▶ _Exercise details_
When the line containing "pub enum LocaleError" is reached, begin transcribing. Continue exactly through the final line of the listing, and return nothing else.

▶ _Source information_
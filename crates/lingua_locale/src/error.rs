use std::path::PathBuf;

use thiserror::Error;

use crate::catalog::CatalogParseError;

#[derive(Debug, Error)]
pub enum LocaleError {
    #[error(transparent)]
    Catalog(#[from] CatalogParseError),

    #[error("config parse error: {0}")]
    Config(#[from] toml::de::Error),

    #[error("config serialize error: {0}")]
    ConfigSerialize(#[from] toml::ser::Error),

    #[error("failed to read {}: {source}", .path.display())]
    Io {
        path: PathBuf,
        #[source]
        source: std::io::Error,
    },
}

▶ _Output of the exercise_
pub enum LocaleError {
    #[error(transparent)]
    Catalog(#[from] CatalogParseError),

    #[error("config parse error: {0}")]
    Config(#[from] toml::de::Error),

    #[error("config serialize error: {0}")]
    ConfigSerialize(#[from] toml::ser::Error),

    #[error("failed to read {}: {source}", .path.display())]
    Io {
        path: PathBuf,
        #[source]
        source: std::io::Error,
    },
}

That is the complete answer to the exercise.